Выше было уже сказано, что в помещениях «Прометеевского Фонда» мне никак не удавалось достаточно сосредоточить взгляд и детально изучить черты лица и мимику моих собеседников. Поле зрения мягко, ажурными наплывами застилало, словно бы я чересчур долго всматривался в экран компьютера, или же, когда я оказывался не в состоянии противиться внезапному пароксизму чувствительности, на мои глаза выступали слезы. Тем не менее я разобрал, что персональный куратор, в свойственной ему манере опершись подбородком на сложенные «шалашиком», палец к пальцу, ладони, уставился на меня с выражением, которое я рискну определить как жалостно-нерешительное.
– Меня не предупреждали, – повторил я. – Поэтому я не знал.
– Ник, – с конфузливым смешком остановил меня куратор, – я тоже ничего не знал о твоих финансах. Ими занимаются адвокаты. И мне нас…ть, каким способом они выполняют свою работу, а им нас…ть, какие у нас отношения с нашими клиентами [65] . Есть вещи, которые Фонд может осуществлять только через посредников, и только тогда они будут правильными по закону [66] . Но ты же не думаешь, что в наши дни у кого-то еще остались секреты? У тебя есть счет в банке, у тебя есть хотя бы одна банковская карточка, у тебя есть компьютер, ты разговариваешь по телефону и таскаешь его с собой, правда? Поразительно! – пришлепнул он по скругленным подлокотникам конторского креслица. – Народ постоянно болтает на конспирологические темы, жалуется, что его подслушивают, что за ним подсматривают. Самые глупые даже требуют, чтобы это все запретили. Но наши е…е конспирологи почему-то не готовы признать, что о каждом человеке, если только он не живет в тайге или в джунглях, еще при королеве Виктории можно было при желании узнать всё частным образом, без помощи государственных разведок. Это просто стоит денег. И сегодня – даже не очень больших. От тысячи до ста тысяч долларов в среднем. А уж финансы! Это проще простого. Ты что же, не приносил своему домовладельцу справку о доходах? У «хайки» тебя сразу проверили, в состоянии ли ты заплатить, – только и всего. Это тебя удивляет?

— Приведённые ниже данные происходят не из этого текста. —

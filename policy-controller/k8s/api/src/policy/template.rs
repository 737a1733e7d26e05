use kube::api::ObjectMeta;
use schemars::JsonSchema;
use serde::{Deserialize, Serialize};

/// Finalizer held on every live template until the documents it owns have
/// been deleted.
pub const FINALIZER: &str = "netplate.io/finalizer";

/// Namespace annotation listing, comma-separated, the templates a namespace
/// opts into.
pub const OPT_IN_ANNOTATION: &str = "netplate.io/network-policy-templates";

/// Describes a network policy to be generated in each namespace that opts
/// into it.
#[derive(Clone, Debug, Default, kube::CustomResource, Deserialize, Serialize, JsonSchema)]
#[kube(
    group = "netplate.io",
    version = "v1beta1",
    kind = "NetworkPolicyTemplate",
    status = "TemplateStatus",
    printcolumn = r#"{"name":"Status","type":"string","jsonPath":".status"}"#,
    printcolumn = r#"{"name":"ClusterWide","type":"boolean","jsonPath":".spec.clusterWide"}"#
)]
#[serde(rename_all = "camelCase")]
pub struct NetworkPolicyTemplateSpec {
    /// Generates a `CiliumClusterwideNetworkPolicy` per namespace instead of
    /// a namespaced `CiliumNetworkPolicy`.
    #[serde(default)]
    pub cluster_wide: bool,

    /// The policy body, rendered against each namespace's metadata.
    pub policy_template: String,
}

#[derive(Copy, Clone, Debug, PartialEq, Eq, Deserialize, Serialize, JsonSchema)]
#[serde(rename_all = "lowercase")]
pub enum TemplateStatus {
    Ok,
    Invalid,
}

impl NetworkPolicyTemplate {
    /// Indicates whether the template has been marked for deletion.
    pub fn is_deleting(&self) -> bool {
        self.metadata.deletion_timestamp.is_some()
    }

    pub fn has_finalizer(&self) -> bool {
        self.metadata
            .finalizers
            .iter()
            .flatten()
            .any(|f| f == FINALIZER)
    }
}

/// Returns the template names a namespace opts into.
pub fn opted_in(meta: &ObjectMeta) -> impl Iterator<Item = &str> {
    meta.annotations
        .as_ref()
        .and_then(|a| a.get(OPT_IN_ANNOTATION))
        .into_iter()
        .flat_map(|names| names.split(','))
}

/// Indicates whether a namespace opts into the named template. Names are
/// matched exactly.
pub fn is_opted_in(meta: &ObjectMeta, template: &str) -> bool {
    opted_in(meta).any(|name| name == template)
}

– Нет, конечно. Но она сослалась на вас. – Я удержался и не прибавил, что был бы рад и счастлив получить, пускай самомалейшее, косвенное доказательство интереса ко мне со стороны каких угодно организаций – военно-разведочных, политических, административно-хозяйственных, – а до тех пор моя уверенность в обратном остается непоколебленной. Т. е. они, эти службы, заняты круглосуточной тайной работой по сбору информации – и я недостаточно глуп, чтобы этого не понимать. Но за мной, Николаем Н. Усовым, не надзирает никто, просто потому, что я никому из них даром не нужен, нет от меня ни пользы, ни вреда, и это становится ясным любому профессионалу с первого же взгляда. И без них есть кому сжить меня со свету.
Я лишь поинтересовался у куратора, может ли Фонд пересмотреть «хайкины» требования с учетом того, что он мне сейчас пояснил.
Куратор помалкивал; он то взъерошивал, то почесывал свою воздушную бородку, то проводил указательными пальцами – от висков к нижней челюсти – и вновь складывал ладоши, но уже не «шалашиком», а «по-молитвенному»; очевидно, он тяготился нашим разговором.
– Ты не должен так сильно волноваться, Николай, – после продолжительной паузы куратор перешел на русский. – Фонд, и мы все – с тобой, и я могу заверить, что таких больших расходов, которые тебя, конечно, пугают, не предвидится. Ты даже не догадываешься, как мало ты заплатил. /…/ «Хайка» тебе об этом ничего не скажет, да она толком и не соображает, но я от тебя никаких глупостей не жду… Для таких, как ты, нам обеспечивают ускоренный предварительный заочный статус [67] . Представь только, какой уровень доверия к Фонду это означает.Что в точности подразумевал куратор, я знать не мог, но во что́ обходится у нас настоящее доверие и что́ оно означает, я весьма представлял и сказанное мне принял к сведению. Надо ли говорить, что сам я никогда и никакими подобными к этому разряду относящимися привилегиями на доверие – не обладал, ничьим доверием – не пользовался и в свою очередь – никому и ни в чем не доверял.